Start of Data for the task

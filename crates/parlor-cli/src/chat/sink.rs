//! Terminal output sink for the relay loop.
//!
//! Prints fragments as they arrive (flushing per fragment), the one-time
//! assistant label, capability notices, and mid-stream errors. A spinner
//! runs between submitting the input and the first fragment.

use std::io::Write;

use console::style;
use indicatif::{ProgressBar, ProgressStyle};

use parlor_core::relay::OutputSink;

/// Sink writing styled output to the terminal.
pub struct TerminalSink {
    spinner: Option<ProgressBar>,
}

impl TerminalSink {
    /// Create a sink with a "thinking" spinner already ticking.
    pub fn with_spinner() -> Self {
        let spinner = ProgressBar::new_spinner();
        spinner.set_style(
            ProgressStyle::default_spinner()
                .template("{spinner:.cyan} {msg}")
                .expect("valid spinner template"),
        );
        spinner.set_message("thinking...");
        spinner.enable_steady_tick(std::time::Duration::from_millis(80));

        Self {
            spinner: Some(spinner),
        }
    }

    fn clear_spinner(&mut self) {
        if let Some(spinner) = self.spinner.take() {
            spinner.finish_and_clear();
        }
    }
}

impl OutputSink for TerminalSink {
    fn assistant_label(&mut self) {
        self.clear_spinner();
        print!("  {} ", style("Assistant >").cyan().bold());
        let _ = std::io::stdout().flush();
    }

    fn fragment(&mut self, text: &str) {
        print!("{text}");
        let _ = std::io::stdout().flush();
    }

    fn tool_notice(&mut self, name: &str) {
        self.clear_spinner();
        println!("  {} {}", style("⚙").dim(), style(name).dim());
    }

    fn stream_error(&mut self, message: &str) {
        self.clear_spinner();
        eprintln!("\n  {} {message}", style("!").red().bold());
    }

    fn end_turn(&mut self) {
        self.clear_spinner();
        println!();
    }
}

End of Data for the task

◆ **Work request**
Repeat the data word for word, leaving out no line.

◆ **Answer for the task**
filename crates/parlor-cli/src/chat/sink.rs
//! Terminal output sink for the relay loop.
//!
//! Prints fragments as they arrive (flushing per fragment), the one-time
//! assistant label, capability notices, and mid-stream errors. A spinner
//! runs between submitting the input and the first fragment.

use std::io::Write;

use console::style;
use indicatif::{ProgressBar, ProgressStyle};

use parlor_core::relay::OutputSink;

/// Sink writing styled output to the terminal.
pub struct TerminalSink {
    spinner: Option<ProgressBar>,
}

impl TerminalSink {
    /// Create a sink with a "thinking" spinner already ticking.
    pub fn with_spinner() -> Self {
        let spinner = ProgressBar::new_spinner();
        spinner.set_style(
            ProgressStyle::default_spinner()
                .template("{spinner:.cyan} {msg}")
                .expect("valid spinner template"),
        );
        spinner.set_message("thinking...");
        spinner.enable_steady_tick(std::time::Duration::from_millis(80));

        Self {
            spinner: Some(spinner),
        }
    }

    fn clear_spinner(&mut self) {
        if let Some(spinner) = self.spinner.take() {
            spinner.finish_and_clear();
        }
    }
}

impl OutputSink for TerminalSink {
    fn assistant_label(&mut self) {
        self.clear_spinner();
        print!("  {} ", style("Assistant >").cyan().bold());
        let _ = std::io::stdout().flush();
    }

    fn fragment(&mut self, text: &str) {
        print!("{text}");
        let _ = std::io::stdout().flush();
    }

    fn tool_notice(&mut self, name: &str) {
        self.clear_spinner();
        println!("  {} {}", style("⚙").dim(), style(name).dim());
    }

    fn stream_error(&mut self, message: &str) {
        self.clear_spinner();
        eprintln!("\n  {} {message}", style("!").red().bold());
    }

    fn end_turn(&mut self) {
        self.clear_spinner();
        println!();
    }
}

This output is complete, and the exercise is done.